Sexual reproduction is costly to those organisms that depend on it, like humans. For starters, only half of the population can bear offspring and the other half has to work hard to make sure they're included in the future gene pool. The payoff is that sexual reproduction allows the mixing of parental genomes to generate potentially beneficial new combinations of gene variants that had not previously coexisted on the same strand of DNA, or to separate beneficial mutations from detrimental ones.
In contrast, bacteria reproduce by asexual reproduction -- this is more efficient than sexual reproduction since each individual can reproduce when it's ready, simply by dividing. However, the downside comes when the inevitable accumulation of mutations takes its toll, or changes to the environment make gene combinations less well suited than they had once been. Without an exchange mechanism like that provided by sexual reproduction, the bacteria and their offspring are stuck with the same set of genes, for better or for worse.

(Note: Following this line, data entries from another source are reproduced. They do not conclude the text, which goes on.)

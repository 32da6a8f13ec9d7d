//! Unified error type.
//!
//! Application-level outcomes (400, 404, 422, redirects) are expressed as
//! [`Response`] values, not as `Error`s. This type surfaces failures that end
//! in a 500 (storage, rendering, deadlines, misconfiguration) and the
//! infrastructure failures of binding and serving.

use std::backtrace::Backtrace;
use std::future::Future;

use http::{Method, StatusCode, Uri};
use tokio::time::Instant;
use tracing::error;

use crate::form::FormError;
use crate::models::StoreError;
use crate::response::Response;

#[derive(Debug, thiserror::Error)]
pub enum Error {
    #[error("io: {0}")]
    Io(#[from] std::io::Error),

    #[error("config: {0}")]
    Config(#[from] config::ConfigError),

    #[error("invalid socket address `{0}`")]
    Address(String),

    #[error(transparent)]
    Store(#[from] StoreError),

    #[error(transparent)]
    Form(#[from] FormError),

    #[error("the template `{0}` does not exist")]
    MissingTemplate(String),

    #[error("template `{template}` cannot render this page data")]
    Render { template: String },

    #[error("deadline exceeded")]
    DeadlineExceeded,

    #[error("session codec: {0}")]
    Codec(#[from] serde_json::Error),

    #[error("no session attached to the request; is the session middleware installed?")]
    MissingSession,
}

impl Error {
    /// `true` for programming errors (e.g. a form decoded into a structurally
    /// invalid target). These are never reported to the client as request
    /// errors.
    pub fn is_fatal(&self) -> bool {
        match self {
            Self::Form(e) => e.is_fatal(),
            Self::MissingSession => true,
            _ => false,
        }
    }

    /// `true` when the store reported that no matching record exists.
    pub fn is_no_record(&self) -> bool {
        matches!(self, Self::Store(StoreError::NoRecord))
    }
}

/// Awaits a collaborator call, giving up at `deadline`.
pub async fn within<T, E, F>(deadline: Instant, fut: F) -> Result<T, Error>
where
    F: Future<Output = Result<T, E>>,
    Error: From<E>,
{
    match tokio::time::timeout_at(deadline, fut).await {
        Ok(res) => res.map_err(Error::from),
        Err(_) => Err(Error::DeadlineExceeded),
    }
}

/// Logs `err` with the request's method, URI and a stack capture, then
/// returns a generic 500. The client never sees the error text.
pub fn server_error(method: &Method, uri: &Uri, err: &Error) -> Response {
    let trace = Backtrace::force_capture();
    error!(%method, %uri, fatal = err.is_fatal(), trace = %trace, "{err}");
    Response::error(StatusCode::INTERNAL_SERVER_ERROR)
}
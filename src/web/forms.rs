//! Form structs for the application's HTML forms.

use crate::form::{FormTarget, Slot};
use crate::validator::{self, Validator, EMAIL_RX};

/// Expiry choices offered by the create form, in days.
pub const PERMITTED_EXPIRES: [i64; 3] = [1, 7, 365];

const BLANK: &str = "This field cannot be blank";

#[derive(Clone, Debug, Default)]
pub struct SnippetForm {
    pub title: String,
    pub content: String,
    pub expires: i64,
    pub validator: Validator,
}

impl SnippetForm {
    /// The blank form shown by `GET /snippet/create`.
    pub fn initial() -> Self {
        Self { expires: 365, ..Self::default() }
    }

    pub fn validate(&mut self) {
        let v = &mut self.validator;
        v.check_field(validator::not_blank(&self.title), "title", BLANK);
        v.check_field(
            validator::max_chars(&self.title, 100),
            "title",
            "This field cannot be more than 100 characters long",
        );
        v.check_field(validator::not_blank(&self.content), "content", BLANK);
        v.check_field(
            validator::permitted_value(&self.expires, &PERMITTED_EXPIRES),
            "expires",
            "This field must equal 1, 7 or 365",
        );
    }
}

impl FormTarget for SnippetForm {
    fn slots(&mut self) -> Vec<(&'static str, Slot<'_>)> {
        vec![
            ("title", Slot::Text(&mut self.title)),
            ("content", Slot::Text(&mut self.content)),
            ("expires", Slot::Int(&mut self.expires)),
        ]
    }
}

#[derive(Clone, Debug, Default)]
pub struct SignupForm {
    pub name: String,
    pub email: String,
    pub password: String,
    pub validator: Validator,
}

impl SignupForm {
    pub fn validate(&mut self) {
        let v = &mut self.validator;
        v.check_field(validator::not_blank(&self.name), "name", BLANK);
        v.check_field(validator::not_blank(&self.email), "email", BLANK);
        v.check_field(
            validator::matches(&self.email, &EMAIL_RX),
            "email",
            "This field must be a valid email address",
        );
        v.check_field(validator::not_blank(&self.password), "password", BLANK);
        v.check_field(
            validator::min_chars(&self.password, 8),
            "password",
            "This field must be at least 8 characters long",
        );
    }
}

impl FormTarget for SignupForm {
    fn slots(&mut self) -> Vec<(&'static str, Slot<'_>)> {
        vec![
            ("name", Slot::Text(&mut self.name)),
            ("email", Slot::Text(&mut self.email)),
            ("password", Slot::Text(&mut self.password)),
        ]
    }
}

#[derive(Clone, Debug, Default)]
pub struct LoginForm {
    pub email: String,
    pub password: String,
    pub validator: Validator,
}

impl LoginForm {
    pub fn validate(&mut self) {
        let v = &mut self.validator;
        v.check_field(validator::not_blank(&self.email), "email", BLANK);
        v.check_field(
            validator::matches(&self.email, &EMAIL_RX),
            "email",
            "This field must be a valid email address",
        );
        v.check_field(validator::not_blank(&self.password), "password", BLANK);
    }
}

impl FormTarget for LoginForm {
    fn slots(&mut self) -> Vec<(&'static str, Slot<'_>)> {
        vec![
            ("email", Slot::Text(&mut self.email)),
            ("password", Slot::Text(&mut self.password)),
        ]
    }
}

However, a new report published July 9 in the open access journal PLOS Biology describes a process by which bacteria can have the best of both worlds. Using a bacterial species related to the bacterium that causes tuberculosis, Keith Derbyshire, Todd Gray and colleagues, from the Wadsworth Centre in New York, show that a multitude of DNA fragments are simultaneously transferred from a donor bacterial strain to a recipient strain to create new strains that are genetic blends of the parents. The newly-described process, called Distributive Conjugal Transfer, creates patchwork genomes that are different from either parent and different from any siblings. This generates a degree of genome-wide variation similar to that generated in sexual reproduction.
If the new combination of gene variants make the offspring better suited for growth in its current environment, that bacterium will rapidly divide asexually, outcompete its parental (or sibling) strains and become established as an emerging strain or species in its own right.
Mechanisms by which DNA can be transferred between bacterial genomes have previously been described, but these have been piecemeal, limiting the potential evolutionary benefit, and requiring successive rounds of transfer to create a genome-wide mosaic. However, Distributive Conjugal Transfer generates mosaic genomes overnight. Thus, scientists may have to re-evaluate the projected time it might take for a new mycobacterial strain to evolve, suggest the authors.
The team also exploited a genomic mapping approach similar to those applied in sexually reproducing organisms to localize the mycobacterial genes that determine mating identity. Of the nearly 7,000 genes in the mycobacterial genome, one region spanning just 6 genes appears to be key in determining whether a mycobacterial strain will be a donor or recipient when it comes to mating. This information may help to predict which other bacterial species might participate in this form of gene transfer, and to identify just how widespread the phenomenon is.
The new study suggests that through Distributive Conjugal Transfer, mycobacteria have found a way to reap the benefits of genomic mixing without the dependence and energy costs associated with sexual reproduction. The findings may also shed light on the origin of related mycobacteria that cause tuberculosis. As more mycobacterial genomes are sequenced, a picture is emerging that Distributive Conjugal Transfer may have shuffled the genomes of environmental mycobacteria to create a strain that was particularly well suited for growth in mammalian lungs. However, whether pathogenic mycobacteria, or other non-pathogenic bacteria, actively participate in Distributive Conjugal Transfer has not yet been addressed.